Au moins 283 manifestants ont été arrêtés, dont quatre journalistes, lors des manifestations précédentes, a indiqué Amnesty Kenya à ABC News. L’organisation de défense des droits de l’homme a déclaré être « alarmée et indignée » par « l’usage d’une force excessive », « l’intimidation des civils » et les arrestations arbitraires.

L’ambassade américaine à Nairobi a émis mardi une alerte concernant les manifestations pour les citoyens américains, indiquant que les événements sont « censés être pacifiques » mais peuvent « devenir violents » à tout moment. L’ambassade a appelé les citoyens américains à « rester vigilants » et à éviter les grands rassemblements.

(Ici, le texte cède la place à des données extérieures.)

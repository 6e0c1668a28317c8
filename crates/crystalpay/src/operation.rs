// ============================================================================
// CRYSTALPAY - Operation Codes
// ============================================================================

use serde::{Deserialize, Serialize};
use std::fmt;

/// Gateway operation, sent as the `o` query parameter
#[derive(Debug, Clone, Copy, PartialEq, Eq, Hash, Serialize, Deserialize)]
#[serde(rename_all = "kebab-case")]
pub enum Operation {
    ReceiptCreate,
    ReceiptCheck,
    Balance,
    Withdraw,
    WithdrawStatus,
    P2pTransfer,
    VoucherCreate,
    VoucherInfo,
    VoucherActivate,
}

impl Operation {
    pub fn as_str(&self) -> &'static str {
        match self {
            Operation::ReceiptCreate => "receipt-create",
            Operation::ReceiptCheck => "receipt-check",
            Operation::Balance => "balance",
            Operation::Withdraw => "withdraw",
            Operation::WithdrawStatus => "withdraw-status",
            Operation::P2pTransfer => "p2p-transfer",
            Operation::VoucherCreate => "voucher-create",
            Operation::VoucherInfo => "voucher-info",
            Operation::VoucherActivate => "voucher-activate",
        }
    }

    /// Whether the request carries a SECRET2 signature
    pub fn is_signed(&self) -> bool {
        matches!(
            self,
            Operation::Withdraw | Operation::P2pTransfer | Operation::VoucherCreate
        )
    }
}

impl fmt::Display for Operation {
    fn fmt(&self, f: &mut fmt::Formatter<'_>) -> fmt::Result {
        f.write_str(self.as_str())
    }
}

Le projet de loi sur les finances a été introduit dans le cadre du budget du Kenya pour l’année prochaine, le ministre des Finances kényan Njuguna Ndung’u déclarant que le budget vise à « redynamiser » l’économie du Kenya, à générer 346,7 milliards de shillings kényans de recettes supplémentaires et à aider à alléger la dette.

Les Kényans craignent que le projet de loi, qui devait entrer en vigueur le 1er juillet, n’alourdisse le fardeau économique pour ceux qui peinent déjà avec le coût de la vie.

Le Conseil des médias du Kenya a condamné dans un communiqué les « arrestations arbitraires et les attaques contre les journalistes » couvrant les manifestations, exprimant sa « consternation » face au harcèlement des journalistes malgré leur identification évidente avec des vestes et des badges de presse.

Dans un communiqué mardi soir, le Bureau du président du Kenya a annoncé qu’ils ont apporté des amendements au projet de loi sur les finances « en tenant compte des points de vue du peuple et des autres parties prenantes lors des séances de participation publique ».

Parmi les amendements figurent l’annulation d’une TVA proposée de 16% sur le pain, des taxes sur les transactions de change et les services financiers, ainsi qu’une taxe de 2,5% sur les véhicules à moteur.